Since the institutions were restored last year, twenty-nine meetings of the North South Ministerial Council in its various formats have taken place focusing upon issues that matter to people right across this island.

The Education Sectoral between Minister Helen McEntee and Minister Paul Givan, for example, took place in the nearby Middletown Centre for Autism in April and included discussions on greater collaboration in relation to special educational needs, and addressing educational disadvantage.

Earlier this afternoon, I was delighted to visit the Middletown Centre and to have had the opportunity to meet with the team there, as well as with parents of children who have benefitted from the Centre’s services and with educators who have received training in autism support.

The Centre is doing excellent work, not only through providing services and supports, but also in terms of contributing to the broader body of knowledge on autism, through their essential research.

It is also a shining example of practical North-South co-operation in action. It was established by the two Departments of Education, North and South, in 2007, and is funded by both departments. It demonstrates the strength of collaboration on this island, and what can be achieved by working together.

Conclusion

Seamus was always one to push boundaries in political life – whether that was in Westminster, in the Seanad or in the Assembly. I do not think Seamus would want anyone resting on their laurels as we try to continue to implement the Agreement he fought so hard to make a reality.

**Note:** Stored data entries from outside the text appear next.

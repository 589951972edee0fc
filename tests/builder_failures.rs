// tests/builder_failures.rs

mod common;
use common::*;

use watchmill::watch::ChangeKind;

#[tokio::test]
async fn one_failing_file_does_not_abort_the_rest() {
    init_tracing();
    let fs = mock_fs();
    fs.add_file("/proj/src/app.ts", "export const a = 1;");
    fs.add_file("/proj/src/bad.ts", "export const b = 1;");
    fs.add_file("/proj/src/util.ts", "export const u = 1;");
    let builder = FakeBuilder::new();
    builder.fail("bad.ts");

    let mut filer = fake_filer(&fs, ts_config(), &builder);
    let summary = with_timeout(filer.init()).await.unwrap();

    assert_eq!(summary.built, 2);
    assert_eq!(summary.failed, 1);
    assert!(exists(&fs, "/proj/build/dev/browser/app.ts"));
    assert!(exists(&fs, "/proj/build/dev/browser/util.ts"));
    assert!(!exists(&fs, "/proj/build/dev/browser/bad.ts"));
}

#[tokio::test]
async fn failed_file_retries_on_the_next_event_even_if_unchanged() {
    init_tracing();
    let fs = mock_fs();
    fs.add_file("/proj/src/app.ts", "export const a = 1;");
    let builder = FakeBuilder::new();
    builder.fail("app.ts");

    let mut filer = fake_filer(&fs, ts_config(), &builder);
    with_timeout(filer.init()).await.unwrap();
    builder.reset_calls();
    builder.heal("app.ts");

    // Same bytes; only the failure makes this rebuild instead of cache-hit.
    with_timeout(filer.apply_change(change(ChangeKind::Update, "/proj/src/app.ts"))).await;

    assert_eq!(builder.builds_of("app.ts"), 1);
    assert_eq!(
        read_str(&fs, "/proj/build/dev/browser/app.ts"),
        "export const a = 1;"
    );
}

#[tokio::test]
async fn later_failure_keeps_the_prior_artifact() {
    init_tracing();
    let fs = mock_fs();
    fs.add_file("/proj/src/app.ts", "export const a = 1;");
    let builder = FakeBuilder::new();

    let mut filer = fake_filer(&fs, ts_config(), &builder);
    with_timeout(filer.init()).await.unwrap();

    builder.fail("app.ts");
    fs.add_file("/proj/src/app.ts", "export const a = 2;");
    with_timeout(filer.apply_change(change(ChangeKind::Update, "/proj/src/app.ts"))).await;

    assert_eq!(filer.summary().failed, 1);
    assert_eq!(
        read_str(&fs, "/proj/build/dev/browser/app.ts"),
        "export const a = 1;"
    );

    builder.heal("app.ts");
    fs.add_file("/proj/src/app.ts", "export const a = 3;");
    with_timeout(filer.apply_change(change(ChangeKind::Update, "/proj/src/app.ts"))).await;

    assert_eq!(
        read_str(&fs, "/proj/build/dev/browser/app.ts"),
        "export const a = 3;"
    );
}

#[tokio::test]
async fn failure_in_one_config_leaves_the_others_output_alone() {
    init_tracing();
    let fs = mock_fs();
    fs.add_file("/proj/src/app.ts", "export const a = 1;");
    let builder = FakeBuilder::new();
    builder.fail_in("app.ts", "node");

    let config = ConfigBuilder::new("/proj/src", "/proj/build")
        .build_section("browser", "browser", &["**/*.ts"])
        .build_section("node", "node", &["**/*.ts"])
        .build();
    let mut filer = fake_filer(&fs, config, &builder);
    let summary = with_timeout(filer.init()).await.unwrap();

    assert_eq!(summary.built, 1);
    assert_eq!(summary.failed, 1);
    assert!(exists(&fs, "/proj/build/dev/browser/app.ts"));
    assert!(!exists(&fs, "/proj/build/dev/node/app.ts"));

    builder.reset_calls();
    builder.heal("app.ts");
    with_timeout(filer.apply_change(change(ChangeKind::Update, "/proj/src/app.ts"))).await;

    // The healthy config stays a cache hit; only the failed one rebuilds.
    assert_eq!(
        builder.calls(),
        vec![("app.ts".to_string(), "node".to_string())]
    );
    assert!(exists(&fs, "/proj/build/dev/node/app.ts"));
}

#[tokio::test]
async fn restart_retries_failures_recorded_before_shutdown() {
    init_tracing();
    let fs = mock_fs();
    fs.add_file("/proj/src/app.ts", "export const a = 1;");
    let builder = FakeBuilder::new();
    builder.fail("app.ts");

    let mut filer = fake_filer(&fs, ts_config(), &builder);
    let summary = with_timeout(filer.init()).await.unwrap();
    assert_eq!(summary.failed, 1);
    with_timeout(filer.close()).await.unwrap();

    builder.heal("app.ts");
    builder.reset_calls();
    let mut filer = fake_filer(&fs, ts_config(), &builder);
    let summary = with_timeout(filer.init()).await.unwrap();

    assert_eq!(summary.built, 1);
    assert_eq!(builder.builds_of("app.ts"), 1);
    assert!(exists(&fs, "/proj/build/dev/browser/app.ts"));
}
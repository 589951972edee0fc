// src/filer/graph.rs

use std::collections::{BTreeMap, BTreeSet};

/// The import graph: which build ids each (source, config) pair depends on,
/// plus the reverse index used for invalidation.
///
/// Nodes are plain id strings; cycles are legal (ES modules allow them), so
/// every walk over this graph carries a visited set instead of assuming a
/// DAG.
#[derive(Debug, Default)]
pub struct DependencyGraph {
    /// source id -> config name -> dependency build ids
    forward: BTreeMap<String, BTreeMap<String, BTreeSet<String>>>,
    /// dependency build id -> source id -> config names
    reverse: BTreeMap<String, BTreeMap<String, BTreeSet<String>>>,
    /// build ids recorded as external leaves
    external: BTreeSet<String>,
}

impl DependencyGraph {
    pub fn new() -> Self {
        Self::default()
    }

    /// Replaces the edges of `(source_id, config)` with `deps`, returning the
    /// dependency ids that were dropped (stale edges).
    pub fn set_edges<I>(&mut self, source_id: &str, config: &str, deps: I) -> Vec<String>
    where
        I: IntoIterator<Item = (String, bool)>,
    {
        let mut new_ids = BTreeSet::new();
        for (dep_id, external) in deps {
            if external {
                self.external.insert(dep_id.clone());
            }
            new_ids.insert(dep_id);
        }

        let old_ids = self
            .forward
            .entry(source_id.to_string())
            .or_default()
            .insert(config.to_string(), new_ids.clone())
            .unwrap_or_default();

        let mut removed = Vec::new();
        for stale in old_ids.difference(&new_ids) {
            self.unlink(stale, source_id, config);
            removed.push(stale.clone());
        }
        for dep_id in &new_ids {
            self.reverse
                .entry(dep_id.clone())
                .or_default()
                .entry(source_id.to_string())
                .or_default()
                .insert(config.to_string());
        }
        removed
    }

    /// Drops every edge owned by `source_id`, returning the dependency ids it
    /// pointed at (candidates for garbage collection).
    pub fn remove_source(&mut self, source_id: &str) -> Vec<String> {
        let Some(configs) = self.forward.remove(source_id) else {
            return Vec::new();
        };
        let mut dropped = BTreeSet::new();
        for (config, dep_ids) in configs {
            for dep_id in dep_ids {
                self.unlink(&dep_id, source_id, &config);
                dropped.insert(dep_id);
            }
        }
        dropped.into_iter().collect()
    }

    /// Sources that depend on `dep_id`, with the configs each edge belongs to.
    pub fn dependents_of(&self, dep_id: &str) -> Vec<(String, BTreeSet<String>)> {
        self.reverse
            .get(dep_id)
            .map(|sources| {
                sources
                    .iter()
                    .map(|(source, configs)| (source.clone(), configs.clone()))
                    .collect()
            })
            .unwrap_or_default()
    }

    pub fn has_dependents(&self, dep_id: &str) -> bool {
        self.reverse.contains_key(dep_id)
    }

    /// Union of configs across every edge pointing at `dep_id`.
    pub fn dependent_configs_of(&self, dep_id: &str) -> BTreeSet<String> {
        self.reverse
            .get(dep_id)
            .map(|sources| {
                sources
                    .values()
                    .flat_map(|configs| configs.iter().cloned())
                    .collect()
            })
            .unwrap_or_default()
    }

    pub fn dependencies_of(&self, source_id: &str, config: &str) -> BTreeSet<String> {
        self.forward
            .get(source_id)
            .and_then(|configs| configs.get(config))
            .cloned()
            .unwrap_or_default()
    }

    pub fn is_external(&self, id: &str) -> bool {
        self.external.contains(id)
    }

    fn unlink(&mut self, dep_id: &str, source_id: &str, config: &str) {
        let mut drop_dep = false;
        if let Some(sources) = self.reverse.get_mut(dep_id) {
            if let Some(configs) = sources.get_mut(source_id) {
                configs.remove(config);
                if configs.is_empty() {
                    sources.remove(source_id);
                }
            }
            drop_dep = sources.is_empty();
        }
        if drop_dep {
            self.reverse.remove(dep_id);
            self.external.remove(dep_id);
        }
    }
}
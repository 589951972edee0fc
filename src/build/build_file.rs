// src/build/build_file.rs

use crate::build::dependency::BuildDependency;
use crate::hash;
use crate::types::FileContent;

/// An artifact produced by one builder invocation.
///
/// `id` is the forward-slash path of the artifact inside its config subtree;
/// other files refer to it through [`BuildDependency::build_id`]. The hash is
/// memoized in an explicit `Option` since content never changes after
/// construction.
#[derive(Debug, Clone)]
pub struct BuildFile {
    pub id: String,
    pub content: FileContent,
    pub dependencies: Vec<BuildDependency>,
    hash: Option<String>,
}

impl BuildFile {
    pub fn new(id: impl Into<String>, content: FileContent) -> Self {
        Self {
            id: id.into(),
            content,
            dependencies: Vec::new(),
            hash: None,
        }
    }

    pub fn with_dependencies(
        id: impl Into<String>,
        content: FileContent,
        dependencies: Vec<BuildDependency>,
    ) -> Self {
        Self {
            id: id.into(),
            content,
            dependencies,
            hash: None,
        }
    }

    /// Content hash, computed on first use.
    pub fn hash(&mut self) -> &str {
        let content = &self.content;
        self.hash
            .get_or_insert_with(|| hash::hash_bytes(content.as_bytes()))
            .as_str()
    }
}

Every so often, it is important that we challenge ourselves and examine our own roles - Is the Agreement perfect, twenty-seven years on? Are there things we can do better? How can we create a greater sense of a shared home place for all on this island?

Seamus ends his book A Shared Home Place with a Greek Proverb – “A society grows great when old men plant trees in whose shade they know they will never sit.”

Seamus and some other leading figures who brought us to where we are today are no longer with us, and they knew that there would be a long road ahead. Here in the Orchard County and across this island, it is up to all of us – politicians, civic society activists, mothers, fathers, aunts, uncles, students, children and, most importantly, neighbours to tend and nurture the roots, and to grow and reap the fruit of the tree of peace that they planted in the garden of our shared home place.